Give again, word for word, each line from the top of the listing through the line that holds "are re-encoded, diffed".
***** Task material
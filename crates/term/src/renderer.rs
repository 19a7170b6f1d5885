//! TerminalRenderer: flushes a frame to a real terminal.
//!
//! Commands are queued into an internal byte buffer and flushed once per
//! draw. After the first frame only changed runs are re-encoded, diffed
//! against the previous frame.

use std::io::{self, Write};

use anyhow::Result;

use crossterm::{
    cursor,
    style::{
        Attribute, Color, Print, ResetColor, SetAttribute, SetBackgroundColor, SetForegroundColor,
    },
    terminal, QueueableCommand,
};

use crate::fb::{Frame, Rgb, Style};

pub struct TerminalRenderer {
    stdout: io::Stdout,
    last: Option<Frame>,
    buf: Vec<u8>,
}

impl TerminalRenderer {
    pub fn new() -> Self {
        Self {
            stdout: io::stdout(),
            last: None,
            buf: Vec::with_capacity(64 * 1024),
        }
    }

    /// Enter raw mode and the alternate screen.
    pub fn enter(&mut self) -> Result<()> {
        terminal::enable_raw_mode()?;
        self.buf.clear();
        self.buf.queue(terminal::EnterAlternateScreen)?;
        self.buf.queue(cursor::Hide)?;
        self.buf.queue(terminal::DisableLineWrap)?;
        self.flush_buf()?;
        Ok(())
    }

    /// Restore the terminal. Safe to call even if `enter` failed midway.
    pub fn exit(&mut self) -> Result<()> {
        self.buf.clear();
        self.buf.queue(ResetColor)?;
        self.buf.queue(SetAttribute(Attribute::Reset))?;
        self.buf.queue(terminal::EnableLineWrap)?;
        self.buf.queue(cursor::Show)?;
        self.buf.queue(terminal::LeaveAlternateScreen)?;
        self.flush_buf()?;
        terminal::disable_raw_mode()?;
        Ok(())
    }

    /// Force the next draw to be a full redraw (e.g. after a resize event).
    pub fn invalidate(&mut self) {
        self.last = None;
    }

    /// Draw a frame, swapping it into internal state.
    ///
    /// Callers keep one [`Frame`] and pass it in every draw; the renderer
    /// diffs against the previous frame and then swaps buffers so nothing is
    /// cloned.
    pub fn draw_swap(&mut self, frame: &mut Frame) -> Result<()> {
        if self.last.is_none() {
            self.last = Some(Frame::new(frame.width(), frame.height()));
        }

        // Take the previous frame out to avoid borrow conflicts.
        let mut prev = self.last.take().unwrap();
        let needs_full = prev.width() != frame.width() || prev.height() != frame.height();

        self.buf.clear();
        if needs_full {
            encode_full_into(frame, &mut self.buf)?;
            prev.resize(frame.width(), frame.height());
        } else {
            encode_diff_into(&prev, frame, &mut self.buf)?;
        }
        self.flush_buf()?;

        std::mem::swap(&mut prev, frame);
        self.last = Some(prev);
        Ok(())
    }

    fn flush_buf(&mut self) -> Result<()> {
        self.stdout.write_all(&self.buf)?;
        self.stdout.flush()?;
        Ok(())
    }
}

impl Default for TerminalRenderer {
    fn default() -> Self {
        Self::new()
    }
}

/// Encode a full-frame redraw into `out`.
pub fn encode_full_into(frame: &Frame, out: &mut Vec<u8>) -> Result<()> {
    out.queue(terminal::Clear(terminal::ClearType::All))?;
    out.queue(cursor::MoveTo(0, 0))?;

    let mut current_style: Option<Style> = None;
    for y in 0..frame.height() {
        for x in 0..frame.width() {
            let glyph = frame.get(x, y).unwrap_or_default();
            if current_style != Some(glyph.style) {
                apply_style_into(out, glyph.style)?;
                current_style = Some(glyph.style);
            }
            out.queue(Print(glyph.ch))?;
        }
        if y + 1 < frame.height() {
            out.queue(Print("\r\n"))?;
        }
    }

    out.queue(ResetColor)?;
    out.queue(SetAttribute(Attribute::Reset))?;
    Ok(())
}

/// Encode only the changed runs between two equally-sized frames into `out`.
pub fn encode_diff_into(prev: &Frame, next: &Frame, out: &mut Vec<u8>) -> Result<()> {
    let mut current_style: Option<Style> = None;

    for_each_changed_run(prev, next, |x, y, len| {
        out.queue(cursor::MoveTo(x, y))?;
        for dx in 0..len {
            let glyph = next.get(x + dx, y).unwrap_or_default();
            if current_style != Some(glyph.style) {
                apply_style_into(out, glyph.style)?;
                current_style = Some(glyph.style);
            }
            out.queue(Print(glyph.ch))?;
        }
        Ok(())
    })?;

    out.queue(ResetColor)?;
    out.queue(SetAttribute(Attribute::Reset))?;
    Ok(())
}

fn apply_style_into(out: &mut Vec<u8>, style: Style) -> Result<()> {
    out.queue(SetForegroundColor(rgb_to_color(style.fg)))?;
    out.queue(SetBackgroundColor(rgb_to_color(style.bg)))?;
    out.queue(SetAttribute(Attribute::Reset))?;
    if style.bold {
        out.queue(SetAttribute(Attribute::Bold))?;
    }
    if style.dim {
        out.queue(SetAttribute(Attribute::Dim))?;
    }
    Ok(())
}

fn rgb_to_color(rgb: Rgb) -> Color {
    Color::Rgb {
        r: rgb.r,
        g: rgb.g,
        b: rgb.b,
    }
}

fn for_each_changed_run(
    prev: &Frame,
    next: &Frame,
    mut f: impl FnMut(u16, u16, u16) -> Result<()>,
) -> Result<()> {
    if prev.width() != next.width() || prev.height() != next.height() {
        // Size changed: treat every row as one dirty run.
        for y in 0..next.height() {
            f(0, y, next.width())?;
        }
        return Ok(());
    }

    let w = next.width();
    let h = next.height();

    for y in 0..h {
        let mut x = 0;
        while x < w {
            if prev.get(x, y) == next.get(x, y) {
                x += 1;
                continue;
            }

            let start = x;
            x += 1;
            while x < w && prev.get(x, y) != next.get(x, y) {
                x += 1;
            }
            f(start, y, x - start)?;
        }
    }

    Ok(())
}

#[cfg(test)]
mod tests {
    use super::*;
    use crate::fb::Style;

    #[test]
    fn style_converts_to_crossterm_rgb() {
        let style = Style::default();
        assert_eq!(
            rgb_to_color(style.fg),
            Color::Rgb {
                r: style.fg.r,
                g: style.fg.g,
                b: style.fg.b
            }
        );
    }

    #[test]
    fn changed_run_iterator_coalesces_adjacent_glyphs() {
        let style = Style::default();
        let a = Frame::new(5, 1);
        let mut b = Frame::new(5, 1);

        for x in 1..=3 {
            b.set(x, 0, style.glyph('X'));
        }

        let mut runs = Vec::new();
        for_each_changed_run(&a, &b, |x, y, len| {
            runs.push((x, y, len));
            Ok(())
        })
        .unwrap();
        assert_eq!(runs, vec![(1, 0, 3)]);
    }

    #[test]
    fn identical_frames_produce_no_runs() {
        let a = Frame::new(4, 4);
        let b = a.clone();

        let mut runs = Vec::new();
        for_each_changed_run(&a, &b, |x, y, len| {
            runs.push((x, y, len));
            Ok(())
        })
        .unwrap();
        assert!(runs.is_empty());
    }

    #[test]
    fn size_mismatch_marks_every_row_dirty() {
        let a = Frame::new(2, 2);
        let b = Frame::new(3, 2);

        let mut runs = Vec::new();
        for_each_changed_run(&a, &b, |x, y, len| {
            runs.push((x, y, len));
            Ok(())
        })
        .unwrap();
        assert_eq!(runs, vec![(0, 0, 3), (0, 1, 3)]);
    }

    #[test]
    fn full_encode_emits_output_for_a_small_frame() {
        let mut frame = Frame::new(2, 2);
        frame.put_str(0, 0, "AB", Style::default());

        let mut out = Vec::new();
        encode_full_into(&frame, &mut out).unwrap();
        assert!(!out.is_empty());
    }
}
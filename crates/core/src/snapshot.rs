//! Read-only view handed to the render sink each frame.
//!
//! The snapshot carries everything a renderer needs and nothing else: glass
//! dimensions, the locked cells, the falling figure's absolute cells, the
//! preview figure's local cells, the score, and the game-over flag. Callers
//! keep one snapshot alive and refill it via `Game::snapshot_into` to avoid
//! per-frame allocation.

use crate::cell::Cell;
use crate::figure::CellBuf;

#[derive(Debug, Clone, Default, PartialEq, Eq)]
pub struct GameSnapshot {
    pub width: u8,
    pub height: u8,
    /// Locked cells in absolute glass coordinates
    pub locked: Vec<Cell>,
    /// Falling figure cells in absolute glass coordinates
    pub figure: CellBuf,
    /// Preview figure cells in its own local coordinates
    pub preview: CellBuf,
    pub score: u32,
    pub game_over: bool,
}

impl GameSnapshot {
    pub fn clear(&mut self) {
        self.width = 0;
        self.height = 0;
        self.locked.clear();
        self.figure.clear();
        self.preview.clear();
        self.score = 0;
        self.game_over = false;
    }
}

#[cfg(test)]
mod tests {
    use super::*;

    #[test]
    fn clear_resets_everything() {
        let mut snap = GameSnapshot {
            width: 10,
            height: 20,
            locked: vec![Cell::new(1, 2, 0)],
            score: 500,
            game_over: true,
            ..GameSnapshot::default()
        };
        snap.figure.push(Cell::new(4, 0, 1));

        snap.clear();
        assert_eq!(snap, GameSnapshot::default());
    }
}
**********
• **Result of the exercise**:
filename crates/term/src/renderer.rs
repository 19a7170b6f1d5885
//! TerminalRenderer: flushes a frame to a real terminal.
//!
//! Commands are queued into an internal byte buffer and flushed once per
//! draw. After the first frame only changed runs are re-encoded, diffed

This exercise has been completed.